*TASK PROMPT:*
Give back only the lines in the records below from the one with "service.seed_if_empty().await;" to the one with "(None, true) =>", both inclusive, word for word.

*RECORD SET:*
[Start of Attachment]
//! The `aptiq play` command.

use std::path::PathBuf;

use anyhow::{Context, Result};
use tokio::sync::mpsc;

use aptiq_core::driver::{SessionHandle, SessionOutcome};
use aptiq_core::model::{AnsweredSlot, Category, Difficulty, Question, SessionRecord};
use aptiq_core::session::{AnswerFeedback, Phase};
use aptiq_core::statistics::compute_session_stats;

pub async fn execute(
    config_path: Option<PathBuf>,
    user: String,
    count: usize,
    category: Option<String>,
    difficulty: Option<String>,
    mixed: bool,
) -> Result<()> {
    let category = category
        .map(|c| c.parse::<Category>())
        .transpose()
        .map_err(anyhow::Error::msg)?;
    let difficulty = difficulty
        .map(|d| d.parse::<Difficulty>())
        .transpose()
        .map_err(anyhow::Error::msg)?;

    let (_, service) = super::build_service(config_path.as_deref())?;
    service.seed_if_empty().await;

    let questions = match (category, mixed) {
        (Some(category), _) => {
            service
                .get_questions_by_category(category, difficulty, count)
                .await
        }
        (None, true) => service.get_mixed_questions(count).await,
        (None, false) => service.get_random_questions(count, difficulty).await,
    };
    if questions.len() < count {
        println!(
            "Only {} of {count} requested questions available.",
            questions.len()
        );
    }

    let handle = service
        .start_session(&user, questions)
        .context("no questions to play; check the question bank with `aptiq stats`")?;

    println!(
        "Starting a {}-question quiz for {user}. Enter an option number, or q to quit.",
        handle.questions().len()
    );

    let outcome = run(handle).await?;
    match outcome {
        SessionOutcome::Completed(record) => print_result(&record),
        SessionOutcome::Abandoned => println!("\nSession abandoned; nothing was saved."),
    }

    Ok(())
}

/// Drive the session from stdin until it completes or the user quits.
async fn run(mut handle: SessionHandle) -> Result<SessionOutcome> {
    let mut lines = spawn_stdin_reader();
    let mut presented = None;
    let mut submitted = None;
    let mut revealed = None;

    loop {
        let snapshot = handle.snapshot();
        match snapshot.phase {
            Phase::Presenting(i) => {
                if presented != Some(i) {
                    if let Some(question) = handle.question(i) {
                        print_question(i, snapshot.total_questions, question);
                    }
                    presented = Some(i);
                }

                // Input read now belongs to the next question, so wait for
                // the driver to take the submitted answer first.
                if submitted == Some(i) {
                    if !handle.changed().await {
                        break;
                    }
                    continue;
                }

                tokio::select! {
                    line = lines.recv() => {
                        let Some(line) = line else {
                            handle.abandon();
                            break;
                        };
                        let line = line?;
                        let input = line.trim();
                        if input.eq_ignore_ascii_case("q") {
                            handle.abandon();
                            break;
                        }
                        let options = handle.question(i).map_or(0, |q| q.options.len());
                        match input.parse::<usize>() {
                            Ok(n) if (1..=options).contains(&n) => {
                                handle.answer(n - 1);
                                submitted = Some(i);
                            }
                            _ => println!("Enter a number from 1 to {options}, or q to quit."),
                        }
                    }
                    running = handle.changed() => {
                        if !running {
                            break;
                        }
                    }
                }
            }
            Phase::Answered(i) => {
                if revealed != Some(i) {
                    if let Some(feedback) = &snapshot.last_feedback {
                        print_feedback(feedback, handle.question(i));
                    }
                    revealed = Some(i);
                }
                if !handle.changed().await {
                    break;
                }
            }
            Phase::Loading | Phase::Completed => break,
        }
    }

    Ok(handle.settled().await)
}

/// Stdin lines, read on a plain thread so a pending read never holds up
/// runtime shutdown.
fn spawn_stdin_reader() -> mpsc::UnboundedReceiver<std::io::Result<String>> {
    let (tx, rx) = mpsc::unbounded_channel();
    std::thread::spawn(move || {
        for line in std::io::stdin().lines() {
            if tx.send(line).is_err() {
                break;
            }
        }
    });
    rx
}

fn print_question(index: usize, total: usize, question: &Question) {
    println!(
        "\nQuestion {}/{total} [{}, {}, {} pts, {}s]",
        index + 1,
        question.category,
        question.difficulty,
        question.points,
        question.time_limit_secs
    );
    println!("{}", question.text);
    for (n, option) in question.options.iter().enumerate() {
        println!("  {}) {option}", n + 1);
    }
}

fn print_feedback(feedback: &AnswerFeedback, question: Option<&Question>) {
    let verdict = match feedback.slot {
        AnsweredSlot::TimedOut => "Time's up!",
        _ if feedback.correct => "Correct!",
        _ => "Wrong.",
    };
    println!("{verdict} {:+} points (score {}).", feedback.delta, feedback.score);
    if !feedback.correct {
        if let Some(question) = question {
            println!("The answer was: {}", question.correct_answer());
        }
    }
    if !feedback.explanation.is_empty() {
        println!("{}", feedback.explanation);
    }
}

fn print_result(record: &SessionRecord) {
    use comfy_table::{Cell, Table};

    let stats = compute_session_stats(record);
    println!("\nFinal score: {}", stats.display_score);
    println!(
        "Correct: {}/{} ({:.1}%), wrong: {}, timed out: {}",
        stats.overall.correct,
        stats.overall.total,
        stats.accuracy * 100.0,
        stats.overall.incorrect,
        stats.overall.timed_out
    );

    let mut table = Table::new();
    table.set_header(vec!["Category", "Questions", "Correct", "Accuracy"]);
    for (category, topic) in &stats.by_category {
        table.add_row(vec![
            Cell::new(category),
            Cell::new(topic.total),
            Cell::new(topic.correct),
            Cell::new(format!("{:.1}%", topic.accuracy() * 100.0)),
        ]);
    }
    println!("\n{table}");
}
[End of Attachment]
[Start of Attachment]
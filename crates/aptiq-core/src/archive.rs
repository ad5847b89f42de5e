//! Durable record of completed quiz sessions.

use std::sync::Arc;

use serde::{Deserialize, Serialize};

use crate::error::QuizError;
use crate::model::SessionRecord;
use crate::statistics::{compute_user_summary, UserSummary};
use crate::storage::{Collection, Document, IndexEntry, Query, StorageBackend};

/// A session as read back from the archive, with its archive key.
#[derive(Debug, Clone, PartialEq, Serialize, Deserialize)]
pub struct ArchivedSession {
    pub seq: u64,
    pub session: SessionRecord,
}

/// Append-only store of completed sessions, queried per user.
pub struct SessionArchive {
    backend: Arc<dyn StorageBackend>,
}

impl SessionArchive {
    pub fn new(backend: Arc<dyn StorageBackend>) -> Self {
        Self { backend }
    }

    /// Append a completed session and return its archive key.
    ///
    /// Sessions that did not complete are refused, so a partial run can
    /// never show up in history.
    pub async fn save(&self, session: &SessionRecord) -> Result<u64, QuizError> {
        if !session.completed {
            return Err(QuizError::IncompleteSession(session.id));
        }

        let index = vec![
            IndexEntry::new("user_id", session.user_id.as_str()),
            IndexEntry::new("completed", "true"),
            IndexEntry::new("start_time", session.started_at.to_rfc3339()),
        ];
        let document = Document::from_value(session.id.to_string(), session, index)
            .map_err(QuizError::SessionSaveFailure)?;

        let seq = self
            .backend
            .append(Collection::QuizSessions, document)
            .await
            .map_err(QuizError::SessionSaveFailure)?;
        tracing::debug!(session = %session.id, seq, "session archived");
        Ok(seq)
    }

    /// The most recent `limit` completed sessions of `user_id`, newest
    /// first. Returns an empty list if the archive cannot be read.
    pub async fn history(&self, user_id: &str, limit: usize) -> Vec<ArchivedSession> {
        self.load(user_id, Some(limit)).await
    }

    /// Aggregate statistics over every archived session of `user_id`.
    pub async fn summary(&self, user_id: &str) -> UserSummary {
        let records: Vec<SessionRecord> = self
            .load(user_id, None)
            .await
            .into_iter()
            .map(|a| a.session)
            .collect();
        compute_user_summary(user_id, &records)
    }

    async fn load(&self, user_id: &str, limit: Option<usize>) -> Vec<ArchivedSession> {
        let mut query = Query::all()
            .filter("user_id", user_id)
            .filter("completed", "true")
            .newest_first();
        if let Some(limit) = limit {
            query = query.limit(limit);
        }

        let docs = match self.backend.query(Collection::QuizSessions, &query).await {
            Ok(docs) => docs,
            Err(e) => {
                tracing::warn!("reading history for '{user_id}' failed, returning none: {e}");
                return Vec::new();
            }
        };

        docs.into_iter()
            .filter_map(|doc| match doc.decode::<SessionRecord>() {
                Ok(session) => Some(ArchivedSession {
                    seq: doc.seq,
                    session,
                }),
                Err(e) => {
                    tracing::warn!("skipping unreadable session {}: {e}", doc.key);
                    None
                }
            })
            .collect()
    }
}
[End of Attachment]
*ANSWER BOX:*
    service.seed_if_empty().await;

    let questions = match (category, mixed) {
        (Some(category), _) => {
            service
                .get_questions_by_category(category, difficulty, count)
                .await
        }
        (None, true) => service.get_mixed_questions(count).await,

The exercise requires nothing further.